Ein Wettbewerbsverband hielt die Aussage einer Versicherung für eine irreführende Werbung, welche Versicherungsnehmern von PKW-Kaskoversicherung versprach, bei grober Fahrlässigkeit „grundsätzlich“ 85% der Kosten zu bezahlen. In Wahrheit wurde diese Quote aber eben nicht ausnahmslos bezahlt. Das Oberlandesgericht Bamberg hatte nun in zweiter Instanz zu entscheiden, ob „grundsätzlich“ vom Verkehr als „immer“ verstanden wird.
Ein Verband zur Förderung gewerblicher oder selbstständiger beruflicher Interessen, machte gegen eine Versicherung wettbewerbsrechtliche Unterlassungsansprüche geltend und begehrt Ersatz von Abmahnkosten.
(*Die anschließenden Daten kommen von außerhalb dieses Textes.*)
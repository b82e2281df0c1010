//! HTTP route handlers for the ingestion service.
//!
//! # Route Structure
//!
//! ```text
//! GET  /health            - Liveness check
//! GET  /health/ready      - Readiness check (pings the document store)
//!
//! # Ingestion
//! POST /ingest/customers  - Validate and persist a customer payload
//! POST /ingest/orders     - Validate and echo an order payload
//! ```

use axum::Router;
use axum::body::Bytes;
use axum::extract::{Request, State};
use axum::http::StatusCode;
use axum::routing::{get, post};
use serde::Serialize;
use serde_json::Value;

use crate::error::ApiError;
use crate::state::AppState;

pub mod customers;
pub mod orders;

/// Request bodies above this size are rejected before parsing.
pub(crate) const MAX_BODY_BYTES: usize = 2 * 1024 * 1024;

/// Build the service router.
#[must_use]
pub fn routes() -> Router<AppState> {
    Router::new()
        .route("/health", get(health))
        .route("/health/ready", get(readiness))
        .route("/ingest/customers", post(customers::ingest))
        .route("/ingest/orders", post(orders::ingest))
}

/// Successful ingestion acknowledgement: a confirmation message plus the
/// canonical record as accepted.
#[derive(Debug, Serialize)]
pub struct IngestAck<T> {
    pub message: String,
    pub data: T,
}

/// Buffer the request body and parse it as JSON.
///
/// A body that cannot be read is an unexpected failure (500); a body that
/// reads fine but is not JSON is a malformed payload (400) carrying the
/// endpoint's own client-facing message.
pub(crate) async fn parse_json_body(
    req: Request,
    malformed_message: &'static str,
) -> Result<Value, ApiError> {
    let bytes: Bytes = axum::body::to_bytes(req.into_body(), MAX_BODY_BYTES)
        .await
        .map_err(|e| ApiError::Internal(format!("failed to read request body: {e}")))?;
    serde_json::from_slice(&bytes).map_err(|_| ApiError::MalformedPayload(malformed_message))
}

/// Liveness health check endpoint.
///
/// Returns "ok" if the server is running. Does not check dependencies.
async fn health() -> &'static str {
    "ok"
}

/// Readiness health check endpoint.
///
/// Verifies document store connectivity before returning OK.
/// Returns 503 Service Unavailable if the store is not reachable.
async fn readiness(State(state): State<AppState>) -> StatusCode {
    match state.store().ping().await {
        Ok(()) => StatusCode::OK,
        Err(_) => StatusCode::SERVICE_UNAVAILABLE,
    }
}

/// Shared scaffolding for exercising the router against test stores.
#[cfg(test)]
#[allow(clippy::unwrap_used)]
pub(crate) mod testing {
    use std::sync::Arc;

    use axum::Router;
    use axum::body::Body;
    use axum::http::{Request, StatusCode, header};
    use http_body_util::BodyExt;
    use serde_json::Value;
    use tower::ServiceExt;

    use crate::config;
    use crate::state::AppState;
    use crate::store::DocumentStore;

    pub(crate) fn app(store: Arc<dyn DocumentStore>) -> Router {
        super::routes().with_state(AppState::new(config::test_config(), store))
    }

    pub(crate) async fn post_json(app: Router, uri: &str, body: String) -> (StatusCode, Value) {
        let request = Request::builder()
            .method("POST")
            .uri(uri)
            .header(header::CONTENT_TYPE, "application/json")
            .body(Body::from(body))
            .unwrap();

        let response = app.oneshot(request).await.unwrap();
        let status = response.status();
        let bytes = response.into_body().collect().await.unwrap().to_bytes();
        let value = serde_json::from_slice(&bytes).unwrap();
        (status, value)
    }
}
Der Wettbewerbsverband beanstandete folgende Werbung:
„Was gilt, wenn Sie das Fahrzeug in einer anderen Werkstatt reparieren lassen?
Haben Sie mit uns K. vereinbart und lassen Sie Ihr Fahrzeug in einer anderen, von uns nicht ausgewählten Werkstatt reparieren, können wir unsere Leistung – je nach dem Grad des Verschuldens – kürzen oder streichen:
– Bei grober Fahrlässigkeit leisten wir grundsätzlich 85% (ohne Transportkosten)
– Weisen Sie nach, dass Sie nicht grob fahrlässig gehandelt haben, leisten wir voll (ohne Transportkosten)
Weitere Informationen können Sie den Versicherungsbedingungen entnehmen.“
Das Versicherungsunternehmen behielt sich in den referenzierten Versicherungsbedingungen aber die Möglichkeit vor, bei grober Fahrlässigkeit eine höhere Abzugsmöglichkeit als 15% vorzunehmen. Dies stufte der Wettbewerbsverband als eine irreführende Werbung ein, da der Verkehr durch diese Werbung mit der Formulierung „grundsätzlich“ davon ausgehe, dass die Versicherung auch bei einer nicht empfohlenen Werkstatt immer 85% des Schadens übernehme.
Entscheidung des Gerichts
Mit Urteil vom 23.09.2015 – Az. 3 U 77/15 – ist das Oberlandesgericht Bamberg dieser Auffassung nicht gefolgt und hat eine Irreführung verneint. Mit der beanstandeten Werbeaussage der Versicherung werde der Verkehr nicht über ein wesentliches Merkmal der Dienstleistung getäuscht.
Dabei sei es bereits fraglich, ob das Wort „grundsätzlich“ gleichbedeutend mit „ausnahmslos“, „immer“ oder „ohne Ausnahme“ sei. Der Einleitungssatz der Werbeaussage weise klar und deutlich darauf hin, dass die Versicherungsleistung je nach dem Grad des Verschuldens bei Auswahl der Werkstatt gekürzt oder gestrichen werden könne. Verstünde man den Begriff „grundsätzlich“ im nachfolgenden Satz im Sinne von „immer“, wäre der Hinweis auf die Möglichkeit einer Kürzung entsprechend dem Grad des Verschuldens sinnlos. Der verständige Verbraucher verstehe die Aussage „Bei grober Fahrlässigkeit leisten wir grundsätzlich 85%“ nach dem vorangegangen Hinweis dahingehend, das es von dem dargestellten Grundsatz auch Ausnahmen geben könne.
Zudem fehle es an der Relevanz der Irreführung, selbst wenn der Verkehr dies anders verstehe. Denn die Versicherung verspreche in der Werbung mehr als ihre gesetzliche Leistungsverpflichtung. Eine solche Irreführung zum Nachteil des Werbenden sei jedoch nicht wettbewerbsrechtlich relevant und stelle damit auch keine Wettbewerbsverletzung dar.
Fazit
Das OLG Bamberg übersetzt „grundsätzlich“ hier mit „in der Regel“. Dies kann hier allerdings nur aus dem Gesamtzusammenhang des Werbetextes geschlossen werden. Entsprechende Formulierungen sind daher mit Vorsicht zu genießen, da sie beim Verkehr Fehlvorstellungen auslösen können und Abmahnungen wegen irreführender Werbung nach sich ziehen können.